Her husband Eliot remains intellectually lofty and utterly unaware. He snacks casually while she cleans vigorously and states he has no desire to own her. Cora imagines them attempting to endure a rustic life together, doing laundry by hand while he searches for chanterelles. She longs for drama, some moral abandon, a partner who will plead, and adore, and “growl at the feet of the woman’s excellence”.

"The mundane grind of everyday existence, one must acknowledge its relentless predictability."

The Trouble with Over-Intellectualized Longing

The central conflict is that she’s as high-minded and rigid as Eliot, and unable to surrender to primal passion. She finds it "an overwhelming request to feel fervor" (about work, she says, but in truth, about all aspects of life). What she feels for Sam are “bland, liking-adjacent”. She wants “a transcendent physical experience and escape her own reality momentarily”. But, for years, Sam demurs while Cora languishes. She imagines a parallel reality running concurrent to her actual existence, where in place of chores and errands, she has sex and hotels and Sam. When her fictional romance fizzles, she imagines “a French guy named Baptiste” who teams up with Sam in helping her out of the bath, “nothing for her to do, no tasks, no requirements, except to be worshipped as a youthful bride, tragically lost to illness”.

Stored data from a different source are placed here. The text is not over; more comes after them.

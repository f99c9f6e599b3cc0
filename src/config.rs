use std::env;

/// AppConfig
///
/// Holds the application's entire configuration state. It is read once at startup,
/// never mutated afterwards, and pulled into handlers via `FromRef`.
#[derive(Clone, Debug)]
pub struct AppConfig {
    // Runtime environment marker. Controls the log format and local conveniences.
    pub env: Env,
    // Accept the `x-user-email` header as a session. Only when APP_ENV=local is set
    // explicitly; an unset or unknown APP_ENV runs as Local without it.
    pub local_session_bypass: bool,
    // Socket address the HTTP server binds to.
    pub bind_addr: String,
    // Display name used by the rendered pages.
    pub site_name: String,
    // Coordinates and credential of the remote query endpoint.
    pub query: QueryServiceConfig,
    // Email addresses allowed into the back-office and the admin API.
    pub admin_emails: AdminAllowlist,
    // Session token verification material and the hosted sign-in URL.
    pub identity: IdentityConfig,
    // S3-compatible media bucket.
    pub s3_endpoint: String,
    pub s3_region: String,
    pub s3_key: String,
    pub s3_secret: String,
    pub s3_bucket: String,
    // Public base URL under which uploaded objects are served.
    pub media_public_url: String,
}

/// Env
///
/// Defines the runtime context: `Local` enables development conveniences (header
/// session bypass, MinIO bucket provisioning), `Production` requires every secret.
#[derive(Clone, PartialEq, Debug)]
pub enum Env {
    Local,
    Production,
}

/// QueryServiceConfig
///
/// The account and database identifiers are embedded in the endpoint path; the token
/// is sent as a bearer credential.
#[derive(Clone, Debug)]
pub struct QueryServiceConfig {
    pub api_base: String,
    pub account_id: String,
    pub database_id: String,
    pub api_token: String,
}

impl QueryServiceConfig {
    /// Full URL of the query endpoint.
    pub fn endpoint(&self) -> String {
        format!(
            "{}/accounts/{}/d1/database/{}/query",
            self.api_base.trim_end_matches('/'),
            self.account_id,
            self.database_id
        )
    }
}

/// IdentityConfig
///
/// Session tokens are verified with the RS256 public key when one is configured,
/// otherwise with the shared HS256 secret.
#[derive(Clone, Debug)]
pub struct IdentityConfig {
    pub jwt_public_key_pem: Option<String>,
    pub jwt_secret: String,
    pub sign_in_url: String,
}

/// AdminAllowlist
///
/// The set of principals allowed to manage the site. Emails are compared verbatim.
#[derive(Clone, Debug, Default, PartialEq)]
pub struct AdminAllowlist(Vec<String>);

impl AdminAllowlist {
    /// Parses a comma separated list, ignoring blanks and surrounding whitespace.
    pub fn parse(raw: &str) -> Self {
        Self(
            raw.split(',')
                .map(str::trim)
                .filter(|email| !email.is_empty())
                .map(str::to_string)
                .collect(),
        )
    }

    pub fn permits(&self, email: Option<&str>) -> bool {
        match email {
            Some(email) => self.0.iter().any(|admin| admin == email),
            None => false,
        }
    }

    pub fn emails(&self) -> &[String] {
        &self.0
    }

    pub fn is_empty(&self) -> bool {
        self.0.is_empty()
    }
}

const DEFAULT_QUERY_API_BASE: &str = "https://api.cloudflare.com/client/v4";
const LOCAL_JWT_SECRET: &str = "local-session-secret-not-for-production";

impl Default for AppConfig {
    /// default
    ///
    /// Non-panicking configuration for tests: local environment, a loopback query
    /// endpoint and a single admin address.
    fn default() -> Self {
        Self {
            env: Env::Local,
            local_session_bypass: true,
            bind_addr: "127.0.0.1:3000".to_string(),
            site_name: "WebCraft Pro".to_string(),
            query: QueryServiceConfig {
                api_base: "http://127.0.0.1:8787/client/v4".to_string(),
                account_id: "test-account".to_string(),
                database_id: "test-database".to_string(),
                api_token: "test-token".to_string(),
            },
            admin_emails: AdminAllowlist::parse("admin@example.com"),
            identity: IdentityConfig {
                jwt_public_key_pem: None,
                jwt_secret: LOCAL_JWT_SECRET.to_string(),
                sign_in_url: "http://localhost:3001/sign-in".to_string(),
            },
            s3_endpoint: "http://localhost:9000".to_string(),
            s3_region: "us-east-1".to_string(),
            s3_key: "admin".to_string(),
            s3_secret: "password".to_string(),
            s3_bucket: "storefront-test".to_string(),
            media_public_url: "http://localhost:9000/storefront-test".to_string(),
        }
    }
}

impl AppConfig {
    /// load
    ///
    /// Reads every parameter from the environment.
    ///
    /// # Panics
    /// Panics when a variable required by the current environment is missing, so a
    /// misconfigured production instance never starts serving.
    pub fn load() -> Self {
        let env_str = env::var("APP_ENV").ok();
        let env = match env_str.as_deref() {
            Some("production") => Env::Production,
            _ => Env::Local,
        };
        let local_session_bypass = env_str.as_deref() == Some("local");

        let bind_addr = env::var("BIND_ADDR").unwrap_or_else(|_| "0.0.0.0:3000".to_string());
        let site_name = env::var("SITE_NAME").unwrap_or_else(|_| "WebCraft Pro".to_string());
        let api_base =
            env::var("QUERY_API_BASE").unwrap_or_else(|_| DEFAULT_QUERY_API_BASE.to_string());
        let jwt_public_key_pem = env::var("SESSION_JWT_PUBLIC_KEY").ok();

        match env {
            Env::Local => Self {
                env: Env::Local,
                local_session_bypass,
                bind_addr,
                site_name,
                query: QueryServiceConfig {
                    api_base,
                    account_id: env::var("CLOUDFLARE_ACCOUNT_ID").unwrap_or_default(),
                    database_id: env::var("CLOUDFLARE_DATABASE_ID").unwrap_or_default(),
                    api_token: env::var("CLOUDFLARE_API_TOKEN").unwrap_or_default(),
                },
                admin_emails: AdminAllowlist::parse(
                    &env::var("ADMIN_EMAILS").unwrap_or_else(|_| "admin@localhost".to_string()),
                ),
                identity: IdentityConfig {
                    jwt_public_key_pem,
                    jwt_secret: env::var("SESSION_JWT_SECRET")
                        .unwrap_or_else(|_| LOCAL_JWT_SECRET.to_string()),
                    sign_in_url: env::var("SIGN_IN_URL")
                        .unwrap_or_else(|_| "http://localhost:3001/sign-in".to_string()),
                },
                // Local storage (MinIO) uses known default credentials.
                s3_endpoint: "http://localhost:9000".to_string(),
                s3_region: "us-east-1".to_string(),
                s3_key: "admin".to_string(),
                s3_secret: "password".to_string(),
                s3_bucket: "storefront-media".to_string(),
                media_public_url: "http://localhost:9000/storefront-media".to_string(),
            },
            Env::Production => {
                let admin_emails = AdminAllowlist::parse(
                    &env::var("ADMIN_EMAILS").expect("FATAL: ADMIN_EMAILS required in prod"),
                );
                if admin_emails.is_empty() {
                    panic!("FATAL: ADMIN_EMAILS must name at least one address");
                }

                // Either verification key is acceptable, but one of them must exist.
                let jwt_secret = match (&jwt_public_key_pem, env::var("SESSION_JWT_SECRET")) {
                    (_, Ok(secret)) => secret,
                    (Some(_), Err(_)) => String::new(),
                    (None, Err(_)) => panic!(
                        "FATAL: SESSION_JWT_PUBLIC_KEY or SESSION_JWT_SECRET must be set in production."
                    ),
                };

                Self {
                    env: Env::Production,
                    local_session_bypass: false,
                    bind_addr,
                    site_name,
                    query: QueryServiceConfig {
                        api_base,
                        account_id: env::var("CLOUDFLARE_ACCOUNT_ID")
                            .expect("FATAL: CLOUDFLARE_ACCOUNT_ID required in prod"),
                        database_id: env::var("CLOUDFLARE_DATABASE_ID")
                            .expect("FATAL: CLOUDFLARE_DATABASE_ID required in prod"),
                        api_token: env::var("CLOUDFLARE_API_TOKEN")
                            .expect("FATAL: CLOUDFLARE_API_TOKEN required in prod"),
                    },
                    admin_emails,
                    identity: IdentityConfig {
                        jwt_public_key_pem,
                        jwt_secret,
                        sign_in_url: env::var("SIGN_IN_URL")
                            .expect("FATAL: SIGN_IN_URL required in prod"),
                    },
                    s3_endpoint: env::var("S3_ENDPOINT")
                        .expect("FATAL: S3_ENDPOINT required in prod"),
                    s3_region: env::var("S3_REGION").unwrap_or_else(|_| "auto".to_string()),
                    s3_key: env::var("S3_ACCESS_KEY")
                        .expect("FATAL: S3_ACCESS_KEY required in prod"),
                    s3_secret: env::var("S3_SECRET_KEY")
                        .expect("FATAL: S3_SECRET_KEY required in prod"),
                    s3_bucket: env::var("S3_BUCKET_NAME")
                        .unwrap_or_else(|_| "storefront-media".to_string()),
                    media_public_url: env::var("MEDIA_PUBLIC_URL")
                        .expect("FATAL: MEDIA_PUBLIC_URL required in prod"),
                }
            }
        }
    }
}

A Disappointing Climax and Undercurrents

When they eventually succumb to temptation, their intimacy is melancholy, without much play or complicity. It fails to be the nostalgically perfect affair she fantasized about for a full decade. Cora dons a slinky dress and Sam “stoically eat[s] her out in their hotel room” before dinner. The reader senses that Cora desires to slip inside a James Salter novel, where sex is sordid and confusing, where the power dynamics are unequal, and characters act out, and no one tallies the cost.

Somers consistently suggests the root of Cora’s problem: she possesses a sharp tongue, but a profound lack of happiness. Of Sam’s erotic photo, Cora complains, “he tightened his stomach and ensured he was aroused, but has not cleared the frame of Crocs”. Since the event that diminished their pleasure was having children, one worries about what these idiots are doing to their children. As her daughter inquires about sex, the adults fumble. They start with babies then concede that sex serves other purposes. The father references male anatomy then admits it is not essential. Finally, he lands on, “you know genitals?”

Beneath the story flows a quiet theme of common existential queries of midlife: is there purpose to our existence? What follows our final breath? These themes are more directly explored in Cora's internal dialogues. Reading these exchanges, one wonders what moral Cora and her cynical lot would derive from their unsatisfying escapades. Might Cora become more open to life’s flawed pleasures, its sentimental delights? When Eliot asks about her affair during an audio program on bondage, Cora thinks “all meaningful communication is compromised by specific context”. Some might say enhanced. Yet that is not her nature, and Somers doesn’t give her character false epiphanies, or force growth beyond her capacity.

An Ultimate Assessment

This is an incisive, uproariously funny, exquisitely detailed novel, crafted with such withering exactitude. It is profoundly self-aware, spare and brimming with subtext: a depiction of a worried, self-protective cohort in middle age, chronically embarrassed, simultaneously terrified of and hungry for intense experience. Or maybe that’s just the New Yorkers. Let’s say it is.

Ryan Kelley
Ryan Kelley

Environmental journalist with a decade of experience covering climate science and policy, based in Berlin.